En tu calle siempre aparecía, en la mañana de reyes, el agraciado con el balón de reglamento. Por allí asomaba con esa cara de felicidad del que tiene entre sus manos un regalo único. El niño del balón era el más perseguido aquella mañana, y a la vez el más adorado. Le hacíamos la pelota para que soltara el tesoro y lo compartiera con nosotros, aunque a veces no lo llegábamos a conseguir y el niño del balón regresaba a su casa con el juguete intacto.
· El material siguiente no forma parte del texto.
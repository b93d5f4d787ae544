//! Metron - Unit conversion over a converter registry

mod response;

pub use response::ConversionResponse;

pub use metron_core::{Converter, LinearConverter, UnitDescriptor, ConvertError, ConvertResult};
pub use metron_registry::{ConverterRegistry, ConverterReader, LoadError};
pub use metron_units::{LinearReader, ReadError};

use std::sync::Arc;

/// Main Metron engine
///
/// Resolves unit names through a shared registry and converts between them.
/// Cloning is cheap; clones share the same registry.
#[derive(Debug, Clone)]
pub struct Metron {
    registry: Arc<ConverterRegistry>,
}

impl Metron {
    pub fn new(registry: Arc<ConverterRegistry>) -> Self {
        Self { registry }
    }

    /// Engine over an empty registry
    pub fn empty() -> Self {
        Self::new(Arc::new(ConverterRegistry::new()))
    }

    /// Engine pre-loaded with the built-in unit catalogue
    pub fn with_builtin_units() -> Result<Self, ReadError> {
        Ok(Self::new(Arc::new(metron_units::builtin_registry()?)))
    }

    pub fn registry(&self) -> &Arc<ConverterRegistry> {
        &self.registry
    }

    fn lookup(&self, name: &str) -> ConvertResult<Arc<dyn Converter>> {
        self.registry.get(name).ok_or_else(|| ConvertError::unknown_unit(name))
    }

    /// Convert `value` from the unit named `from` to the unit named `to`
    pub fn to_value(&self, value: f64, from: &str, to: &str) -> ConvertResult<f64> {
        let f = self.lookup(from)?;
        let t = self.lookup(to)?;
        f.convert(value, t.as_ref())
    }

    /// Convert and describe the outcome. Never fails: errors become a
    /// failure response carrying the error text.
    pub fn conversion(&self, value: f64, from: &str, to: &str) -> ConversionResponse {
        // Resolve once so the response describes the converters actually used
        let resolved = self.lookup(from).and_then(|f| {
            let t = self.lookup(to)?;
            let result = f.convert(value, t.as_ref())?;
            Ok((f, t, result))
        });

        match resolved {
            Ok((f, t, result)) => ConversionResponse {
                ok: true,
                message: "success".to_string(),
                result: Some(result),
                category: t.category().to_string(),
                from: from.to_string(),
                from_symbol: f.symbol().to_string(),
                to: to.to_string(),
                to_symbol: t.symbol().to_string(),
                base_unit: t.base_unit().to_string(),
            },
            Err(e) => {
                tracing::debug!(from, to, error = %e, "conversion failed");
                ConversionResponse::failure(e.to_string())
            }
        }
    }

    /// Convert and serialize the outcome as JSON
    pub fn to_json(&self, value: f64, from: &str, to: &str) -> serde_json::Result<Vec<u8>> {
        self.conversion(value, from, to).to_json()
    }

    pub fn categories(&self) -> Vec<String> {
        self.registry.categories()
    }

    pub fn units_by_category(&self, category: &str) -> Vec<UnitDescriptor> {
        self.registry.units_by_category(category)
    }

    /// Add or replace a converter
    pub fn add(&self, converter: Arc<dyn Converter>) {
        self.registry.add(converter);
    }

    pub fn remove(&self, name: &str) {
        self.registry.remove(name);
    }

    pub fn clear(&self) {
        self.registry.clear();
    }

    /// Load every `*.json` file matching `pattern`
    pub fn load_files<R: ConverterReader>(&self, reader: &R, pattern: &str) -> Result<usize, LoadError> {
        self.registry.add_from_files(reader, pattern)
    }
}

impl Default for Metron {
    fn default() -> Self {
        Self::empty()
    }
}
//! Converter abstraction and unit descriptors

use std::fmt;
use serde::{Deserialize, Serialize};
use crate::{ConvertError, ConvertResult};

/// Read-only description of a unit
#[derive(Debug, Clone, PartialEq, Eq, Serialize, Deserialize)]
pub struct UnitDescriptor {
    /// The unit name (e.g., "kilojoule")
    pub name: String,
    /// The unit symbol (e.g., "kJ")
    pub symbol: String,
    /// Category for organization (e.g., "Energy")
    pub category: String,
    /// Name of the unit every value in the category is expressed against
    #[serde(rename = "baseUOM")]
    pub base_unit: String,
}

/// A unit of measurement that can convert values to any other unit sharing
/// its base unit and category.
///
/// Implementations only describe how to reach the base unit and back.
/// `convert` is built on top of that, so two different implementations
/// sharing a base unit interoperate without knowing about each other.
pub trait Converter: fmt::Debug + Send + Sync {
    fn name(&self) -> &str;
    fn symbol(&self) -> &str;
    fn category(&self) -> &str;
    fn base_unit(&self) -> &str;

    /// Express `value` (in this unit) in the base unit
    fn to_base(&self, value: f64) -> f64;

    /// Express `base_value` (in the base unit) in this unit
    fn from_base(&self, base_value: f64) -> ConvertResult<f64>;

    fn descriptor(&self) -> UnitDescriptor {
        UnitDescriptor {
            name: self.name().to_string(),
            symbol: self.symbol().to_string(),
            category: self.category().to_string(),
            base_unit: self.base_unit().to_string(),
        }
    }

    /// Check if two units share base unit and category (can be converted)
    fn is_compatible(&self, target: &dyn Converter) -> bool {
        self.base_unit() == target.base_unit() && self.category() == target.category()
    }

    /// Convert `value` from this unit to `target`
    fn convert(&self, value: f64, target: &dyn Converter) -> ConvertResult<f64> {
        if !self.is_compatible(target) {
            return Err(ConvertError::incompatible(self.name(), target.name()));
        }
        target.from_base(self.to_base(value))
    }
}
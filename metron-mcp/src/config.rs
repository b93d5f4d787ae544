//! Server configuration and unit sources

use metron::{ConverterRegistry, LinearReader, LoadError, Metron, ReadError};
use std::env;
use std::path::PathBuf;
use thiserror::Error;

pub const DATA_PATH_VAR: &str = "METRON_DATA_PATH";
pub const BUILTIN_VAR: &str = "METRON_BUILTIN";
const DEFAULT_DATA_PATH: &str = "./data";

#[derive(Error, Debug)]
pub enum SourceError {
    #[error("built-in catalogue: {0}")]
    Builtin(#[from] ReadError),

    #[error("data files: {0}")]
    Files(#[from] LoadError),
}

/// Where units come from
#[derive(Debug, Clone, PartialEq)]
pub struct ServerConfig {
    /// Directory scanned for `*.json` unit files
    pub data_path: PathBuf,
    /// Load the embedded catalogue before the data files
    pub builtin: bool,
}

impl ServerConfig {
    pub fn from_env() -> Self {
        Self::from_vars(env::var(DATA_PATH_VAR).ok(), env::var(BUILTIN_VAR).ok())
    }

    fn from_vars(data_path: Option<String>, builtin: Option<String>) -> Self {
        Self {
            data_path: data_path
                .filter(|p| !p.is_empty())
                .map(PathBuf::from)
                .unwrap_or_else(|| PathBuf::from(DEFAULT_DATA_PATH)),
            builtin: builtin.map_or(true, |v| !is_disabled(&v)),
        }
    }

    /// Glob pattern matching the unit files in `data_path`
    pub fn file_pattern(&self) -> String {
        let dir = glob::Pattern::escape(&self.data_path.to_string_lossy());
        format!("{}/*.json", dir.trim_end_matches('/'))
    }
}

impl Default for ServerConfig {
    fn default() -> Self {
        Self::from_vars(None, None)
    }
}

fn is_disabled(value: &str) -> bool {
    matches!(value.trim().to_lowercase().as_str(), "0" | "false" | "no" | "off")
}

/// Replace the registry contents with the configured sources.
///
/// Units are loaded into a fresh registry and swapped in only once every
/// source has loaded, so a failure leaves the current units untouched. Data
/// files load after the built-in catalogue and can redefine a built-in unit.
/// Returns the number of units registered.
pub fn load_sources(metron: &Metron, config: &ServerConfig) -> Result<usize, SourceError> {
    let staged = ConverterRegistry::new();

    if config.builtin {
        metron_units::load_builtin(&staged)?;
    }

    if !config.data_path.is_dir() {
        tracing::warn!(path = %config.data_path.display(), "data path is not a directory; skipping unit files");
    } else {
        staged.add_from_files(&LinearReader::new(), &config.file_pattern())?;
    }

    Ok(metron.registry().replace_all(staged))
}
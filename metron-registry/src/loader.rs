//! Bulk loading of converters from data files

use crate::ConverterRegistry;
use metron_core::Converter;
use std::error::Error as StdError;
use std::path::{Path, PathBuf};
use std::sync::Arc;
use thiserror::Error;

/// Parses one data file into converters
pub trait ConverterReader {
    type Error: StdError + Send + Sync + 'static;

    fn read_file(&self, path: &Path) -> Result<Vec<Arc<dyn Converter>>, Self::Error>;
}

#[derive(Error, Debug)]
pub enum LoadError {
    #[error("invalid file pattern: {0}")]
    Pattern(#[from] glob::PatternError),

    #[error("cannot access matched path: {0}")]
    Glob(#[from] glob::GlobError),

    #[error("failed to read {}: {source}", path.display())]
    Read {
        path: PathBuf,
        #[source]
        source: Box<dyn StdError + Send + Sync>,
    },
}

impl ConverterRegistry {
    /// Load every `*.json` file matching `pattern` through `reader`.
    ///
    /// Stops at the first error. Converters from files read before the
    /// failure stay registered. Returns the number of converters added.
    pub fn add_from_files<R: ConverterReader>(&self, reader: &R, pattern: &str) -> Result<usize, LoadError> {
        let mut files = 0;
        let mut loaded = 0;

        for entry in glob::glob(pattern)? {
            let path = entry?;
            if !is_json(&path) {
                continue;
            }

            let converters = reader.read_file(&path).map_err(|e| LoadError::Read {
                path: path.clone(),
                source: Box::new(e),
            })?;

            tracing::debug!(file = %path.display(), units = converters.len(), "read unit file");
            loaded += self.extend(converters);
            files += 1;
        }

        tracing::info!(pattern, files, units = loaded, "loaded unit files");
        Ok(loaded)
    }
}

fn is_json(path: &Path) -> bool {
    path.to_string_lossy().ends_with(".json")
}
Recuerdo unos años, allá por los primeros setenta, que se pusieron de moda las raquetas de tenis, coincidiendo con los éxitos de los tenistas españoles que veíamos por televisión. La raqueta era un lujo y cuando en el barrio hubo dos niños con raqueta se empezaron a organizar auténticos torneos en una pista improvisada que con cal pintábamos en el suelo de la Plaza de Castaños.
La mañana del día de Reyes era un culto al exhibicionismo. Cada niño salía a la calle con su regalo favorito para mostrarlo al resto. Ese día, el Parque era el escenario donde se reunían las familias para pasear y para que los niños pudieran disfrutar de los juguetes. Unos aparecían con los correajes, las pistolas y las estrellas de sheriff, otros vestidos de indios Apaches, otros con el coche teledirigido que fue una de las bombas de aquellos tiempos. Había quien sorprendía con la vestimenta de su equipo de fútbol y unas botas relucientes, mientras que las niñas mostraban sus muñecas recién estrenadas como las que salían en los anuncios de televisión. No sé por qué motivo cuando yo salía al Parque el día de Reyes siempre me gustaban más los juguetes que llevaban los otros que los míos.